- Education: Winthrop University Hampton University University of California, Los Angeles
- Scientific career
- Workplaces: The Nature Conservancy

= Tiara Moore =

Researcher

Tiara Moore works at the Washington state branch of The Nature Conservancy. She is known for her leadership in organizing the Black in Marine Science week and her work in social activism.
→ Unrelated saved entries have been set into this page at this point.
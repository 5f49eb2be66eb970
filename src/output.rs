//! Terminal presentation of query results.

use std::io::{self, Write};
use std::time::Duration;
use termcolor::{Color, ColorChoice, ColorSpec, StandardStream, WriteColor};

/// Print the result set for one query, with match count and timing.
/// Lines are sorted for stable output; the engine's result is an unordered
/// set.
pub fn print_results(query: &str, lines: &mut Vec<String>, elapsed: Duration) -> io::Result<()> {
    let mut stdout = StandardStream::stdout(ColorChoice::Auto);

    stdout.set_color(ColorSpec::new().set_fg(Some(Color::Cyan)).set_bold(true))?;
    write!(stdout, "{}", query)?;
    stdout.reset()?;

    if lines.is_empty() {
        writeln!(stdout, ": no results ({:.4}s)", elapsed.as_secs_f64())?;
        return Ok(());
    }

    writeln!(
        stdout,
        ": {} results ({:.4}s)",
        lines.len(),
        elapsed.as_secs_f64()
    )?;

    lines.sort_unstable();
    for line in lines {
        writeln!(stdout, "{}", line)?;
    }

    Ok(())
}
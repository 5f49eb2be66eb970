//! Shard file format: writer and read-only handle.
//!
//! A shard persists one batch's trie. Only the first-level children of the
//! trie root are addressable from disk; everything below a first-level child
//! is one serialized subtree blob, decoded whole on access. All integers are
//! little-endian.
//!
//! Layout:
//!
//! ```text
//! magic        b"SLSH"
//! version      u8
//! line table   u32 count, then per line: u32 byte length + UTF-8 bytes
//! top table    u32 count, then per entry:
//!              u32 char scalar, u64 blob offset, u32 blob length
//! blob region  concatenated subtree blobs, offsets relative to region start
//! ```
//!
//! Subtree blob, recursively per node:
//!
//! ```text
//! varint line count, delta-encoded line ids    (terminal payload, 0 = none)
//! varint child count
//! per child: varint char scalar, child node
//! ```

use crate::index::trie::{BatchTrie, NodeId, ROOT};
use crate::index::types::LineId;
use crate::utils::{
    decode_varint, delta_decode, delta_encode, encode_varint, read_u32_le_at, read_u64_le_at,
    write_u32_le, write_u64_le,
};
use anyhow::{Context, Result};
use memmap2::Mmap;
use std::fs::File;
use std::io::{self, BufWriter, Write};
use std::path::{Path, PathBuf};
use thiserror::Error;

const SHARD_MAGIC: &[u8; 4] = b"SLSH";
const SHARD_VERSION: u8 = 1;

/// Failure to read a shard file.
///
/// `Corrupt` is the truncated/garbled case: a partially written shard (for
/// example after a crash mid-flush) must surface as this distinct kind,
/// never as silently wrong results.
#[derive(Debug, Error)]
pub enum ShardError {
    #[error("failed to read shard {path}: {source}")]
    Io {
        path: PathBuf,
        #[source]
        source: io::Error,
    },
    #[error("corrupt shard {path}: {reason}")]
    Corrupt { path: PathBuf, reason: String },
}

/// Serialize a batch trie into a new shard file.
///
/// Shards are write-once: this is the only code path that writes one, and
/// nothing ever reopens a shard for writing.
pub fn write_shard(path: &Path, trie: &BatchTrie) -> Result<()> {
    let file = File::create(path)
        .with_context(|| format!("failed to create shard file {}", path.display()))?;
    let mut out = BufWriter::new(file);

    out.write_all(SHARD_MAGIC)?;
    out.write_all(&[SHARD_VERSION])?;

    // Line table
    let lines = trie.lines();
    write_u32_le(&mut out, lines.len() as u32)?;
    for line in lines {
        let bytes = line.as_bytes();
        write_u32_le(&mut out, bytes.len() as u32)?;
        out.write_all(bytes)?;
    }

    // Encode one blob per first-level child
    let top = trie.children_sorted(ROOT);
    let mut blobs: Vec<(char, Vec<u8>)> = Vec::with_capacity(top.len());
    for (ch, node) in top {
        let mut buf = Vec::new();
        encode_subtree(trie, node, &mut buf);
        blobs.push((ch, buf));
    }

    // Top table, then the blob region
    write_u32_le(&mut out, blobs.len() as u32)?;
    let mut offset: u64 = 0;
    for (ch, blob) in &blobs {
        write_u32_le(&mut out, *ch as u32)?;
        write_u64_le(&mut out, offset)?;
        write_u32_le(&mut out, blob.len() as u32)?;
        offset += blob.len() as u64;
    }
    for (_, blob) in &blobs {
        out.write_all(blob)?;
    }

    out.flush()
        .with_context(|| format!("failed to flush shard file {}", path.display()))?;
    Ok(())
}

/// Recursively encode a node record
fn encode_subtree(trie: &BatchTrie, node: NodeId, buf: &mut Vec<u8>) {
    let lines = trie.terminal(node);
    encode_varint(lines.len() as u32, buf);
    delta_encode(lines, buf);

    let children = trie.children_sorted(node);
    encode_varint(children.len() as u32, buf);
    for (ch, child) in children {
        encode_varint(ch as u32, buf);
        encode_subtree(trie, child, buf);
    }
}

/// A decoded subtree, materialized whole from its blob
struct DecodedNode {
    lines: Vec<LineId>,
    children: Vec<(char, DecodedNode)>,
}

/// Read-only handle on one shard file.
///
/// Opened, consulted, and dropped within a single search step; the handle
/// never outlives its use.
pub struct ShardReader {
    path: PathBuf,
    mmap: Mmap,
    lines: Vec<String>,
    /// First-level entries: character and its blob's absolute byte range
    top: Vec<(char, std::ops::Range<usize>)>,
}

impl ShardReader {
    /// Open and validate a shard file
    pub fn open(path: &Path) -> Result<Self, ShardError> {
        let io_err = |source| ShardError::Io {
            path: path.to_path_buf(),
            source,
        };
        let corrupt = |reason: &str| ShardError::Corrupt {
            path: path.to_path_buf(),
            reason: reason.to_string(),
        };

        let file = File::open(path).map_err(io_err)?;
        // Read-only mapping of an immutable file
        let mmap = unsafe { Mmap::map(&file) }.map_err(io_err)?;
        let buf: &[u8] = &mmap;

        if buf.len() < SHARD_MAGIC.len() + 1 || &buf[..4] != SHARD_MAGIC {
            return Err(corrupt("bad magic"));
        }
        if buf[4] != SHARD_VERSION {
            return Err(corrupt("unsupported version"));
        }
        let mut pos = 5;

        // Line table
        let (line_count, next) = read_u32_le_at(buf, pos).ok_or_else(|| corrupt("truncated line table"))?;
        pos = next;
        let mut lines = Vec::with_capacity(line_count as usize);
        for _ in 0..line_count {
            let (len, next) = read_u32_le_at(buf, pos).ok_or_else(|| corrupt("truncated line table"))?;
            pos = next;
            let end = pos
                .checked_add(len as usize)
                .filter(|&e| e <= buf.len())
                .ok_or_else(|| corrupt("truncated line table"))?;
            let text = std::str::from_utf8(&buf[pos..end])
                .map_err(|_| corrupt("invalid UTF-8 in line table"))?;
            lines.push(text.to_string());
            pos = end;
        }

        // Top table
        let (top_count, next) = read_u32_le_at(buf, pos).ok_or_else(|| corrupt("truncated top table"))?;
        pos = next;
        let mut raw_top = Vec::with_capacity(top_count as usize);
        for _ in 0..top_count {
            let (scalar, next) = read_u32_le_at(buf, pos).ok_or_else(|| corrupt("truncated top table"))?;
            pos = next;
            let (offset, next) = read_u64_le_at(buf, pos).ok_or_else(|| corrupt("truncated top table"))?;
            pos = next;
            let (len, next) = read_u32_le_at(buf, pos).ok_or_else(|| corrupt("truncated top table"))?;
            pos = next;
            let ch = char::from_u32(scalar).ok_or_else(|| corrupt("invalid character in top table"))?;
            raw_top.push((ch, offset, len));
        }

        // Resolve blob ranges against the region that follows the table
        let region_start = pos;
        let mut top = Vec::with_capacity(raw_top.len());
        for (ch, offset, len) in raw_top {
            let start = region_start
                .checked_add(offset as usize)
                .ok_or_else(|| corrupt("blob offset out of range"))?;
            let end = start
                .checked_add(len as usize)
                .filter(|&e| e <= buf.len())
                .ok_or_else(|| corrupt("blob range out of file bounds"))?;
            top.push((ch, start..end));
        }

        Ok(Self {
            path: path.to_path_buf(),
            mmap,
            lines,
            top,
        })
    }

    /// Lines whose tokens contain `query` as a substring, within this shard.
    ///
    /// Absent first character, broken path, or missing terminal all
    /// contribute nothing; only a malformed file is an error.
    pub fn lookup(&self, query: &str) -> Result<Vec<&str>, ShardError> {
        let mut chars = query.chars();
        let Some(first) = chars.next() else {
            // No root-level terminal exists: shortest stored substring is one char
            return Ok(Vec::new());
        };

        let Some((_, range)) = self.top.iter().find(|(ch, _)| *ch == first) else {
            return Ok(Vec::new());
        };

        let blob = &self.mmap[range.clone()];
        let (root, consumed) = decode_subtree(blob).ok_or_else(|| self.corrupt("truncated subtree blob"))?;
        if consumed != blob.len() {
            return Err(self.corrupt("trailing bytes after subtree blob"));
        }

        let mut node = &root;
        for ch in chars {
            match node.children.iter().find(|(c, _)| *c == ch) {
                Some((_, child)) => node = child,
                None => return Ok(Vec::new()),
            }
        }

        let mut result = Vec::with_capacity(node.lines.len());
        for &id in &node.lines {
            let line = self
                .lines
                .get(id as usize)
                .ok_or_else(|| self.corrupt("line id out of range"))?;
            result.push(line.as_str());
        }
        Ok(result)
    }

    fn corrupt(&self, reason: &str) -> ShardError {
        ShardError::Corrupt {
            path: self.path.clone(),
            reason: reason.to_string(),
        }
    }
}

/// Decode a node record from the front of `buf`.
/// Returns the node and the bytes consumed, or None on truncation/overrun.
fn decode_subtree(buf: &[u8]) -> Option<(DecodedNode, usize)> {
    let mut pos = 0;

    let (line_count, consumed) = decode_varint(&buf[pos..])?;
    pos += consumed;
    let (lines, consumed) = delta_decode(&buf[pos..], line_count as usize)?;
    pos += consumed;

    let (child_count, consumed) = decode_varint(&buf[pos..])?;
    pos += consumed;
    let mut children = Vec::with_capacity(child_count as usize);
    for _ in 0..child_count {
        let (scalar, consumed) = decode_varint(&buf[pos..])?;
        pos += consumed;
        let ch = char::from_u32(scalar)?;
        let (child, consumed) = decode_subtree(&buf[pos..])?;
        pos += consumed;
        children.push((ch, child));
    }

    Some((DecodedNode { lines, children }, pos))
}

#[cfg(test)]
mod tests {
    use super::*;
    use crate::index::trie::substrings;
    use std::fs;

    fn temp_shard(name: &str) -> PathBuf {
        let dir = std::env::temp_dir().join(format!("subline_shard_tests_{}", std::process::id()));
        fs::create_dir_all(&dir).unwrap();
        dir.join(name)
    }

    fn build_trie(lines: &[&str]) -> BatchTrie {
        let mut trie = BatchTrie::new();
        for line in lines {
            let id = trie.intern_line(line);
            for token in line.split(' ').filter(|t| !t.is_empty()) {
                for sub in substrings(token) {
                    trie.insert(sub, id);
                }
            }
        }
        trie
    }

    #[test]
    fn test_write_then_lookup() {
        let path = temp_shard("roundtrip.db");
        let trie = build_trie(&["cat dog", "car bus"]);
        write_shard(&path, &trie).unwrap();

        let reader = ShardReader::open(&path).unwrap();
        let mut hits = reader.lookup("ca").unwrap();
        hits.sort_unstable();
        assert_eq!(hits, vec!["car bus", "cat dog"]);
        assert_eq!(reader.lookup("dog").unwrap(), vec!["cat dog"]);
        assert!(reader.lookup("xyz").unwrap().is_empty());
    }

    #[test]
    fn test_lookup_path_falls_off_trie() {
        // A query longer than every token falls off the trie mid-descent
        let path = temp_shard("partial.db");
        let trie = build_trie(&["cat"]);
        write_shard(&path, &trie).unwrap();

        let reader = ShardReader::open(&path).unwrap();
        assert!(reader.lookup("cats").unwrap().is_empty());
    }

    #[test]
    fn test_lookup_empty_query() {
        let path = temp_shard("empty_query.db");
        let trie = build_trie(&["cat"]);
        write_shard(&path, &trie).unwrap();

        let reader = ShardReader::open(&path).unwrap();
        assert!(reader.lookup("").unwrap().is_empty());
    }

    #[test]
    fn test_open_rejects_bad_magic() {
        let path = temp_shard("bad_magic.db");
        fs::write(&path, b"NOPE\x01rest of file").unwrap();
        match ShardReader::open(&path) {
            Err(ShardError::Corrupt { reason, .. }) => assert_eq!(reason, "bad magic"),
            other => panic!("expected corrupt, got {:?}", other.err()),
        }
    }

    #[test]
    fn test_open_rejects_truncated_file() {
        let path = temp_shard("truncated.db");
        let full = temp_shard("truncated_full.db");
        let trie = build_trie(&["cat dog", "car bus"]);
        write_shard(&full, &trie).unwrap();

        let bytes = fs::read(&full).unwrap();
        fs::write(&path, &bytes[..bytes.len() / 2]).unwrap();

        // Truncation lands either in a table (open fails) or in the blob
        // region (lookup fails), but never yields silently wrong results
        match ShardReader::open(&path) {
            Err(ShardError::Corrupt { .. }) => {}
            Err(other) => panic!("expected corrupt, got {other:?}"),
            Ok(reader) => {
                assert!(matches!(
                    reader.lookup("ca"),
                    Err(ShardError::Corrupt { .. })
                ));
            }
        }
    }

    #[test]
    fn test_multibyte_characters_roundtrip() {
        let path = temp_shard("multibyte.db");
        let trie = build_trie(&["naïve café"]);
        write_shard(&path, &trie).unwrap();

        let reader = ShardReader::open(&path).unwrap();
        assert_eq!(reader.lookup("ïve").unwrap(), vec!["naïve café"]);
        assert_eq!(reader.lookup("afé").unwrap(), vec!["naïve café"]);
    }
}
== Early life and education ==

Moore is from Greenwood, South Carolina, and has an undergraduate degree in biology from Winthrop University. After getting a master's at Hampton University in Virginia, Moore went on to earn a Ph.D. in Biology from UCLA, where she published a thesis on algal blooms in estuaries. As of 2021, she is a postdoctoral fellow at The Nature Conservancy.

== Activism ==
During the 2012 elections, Moore mentioned conversations within the black community in the Washington Post. She is best known for creating the #BlackInMarineScienceWeek hashtag in the aftermath of the Central Park birdwatching incident. Her role establishing the event was covered in the media including TV channels, NOVA, and the Christian Science Monitor. The inaugural week for Black in Marine Science ran from November 29 to December, 2020. After the idea gained significant traction, Moore worked with collaborators, including Camille Gaynus, to create a more traditional Black in Marine Science organization, where she is CEO. Moore also founded A WOC Space as a means to present cultural change for women of color, and in 2020 met with the press to talk about how this virtual meeting space had been zoombombed. Moore was profiled by the California Academy of Sciences in a 2021 video.

== Research ==

Moore uses environmental DNA to guide forest management and promote biodiversity. Her research on environmental DNA in the context of forest management has received coverage in the science enthusiast community, and in the popular press. The work is intended to develop forest management practices that can be used to increase biodiversity, and to fix carbon in trees to combat climate change. Moore has discussed her work on forensic ecology with Alie Ward on her Ologies podcast.

== Honors and awards ==
In May 2021, Moore received an award from the Black Voices for Black Justice Fund for her work on Black in Marine Science and with A WOC Space.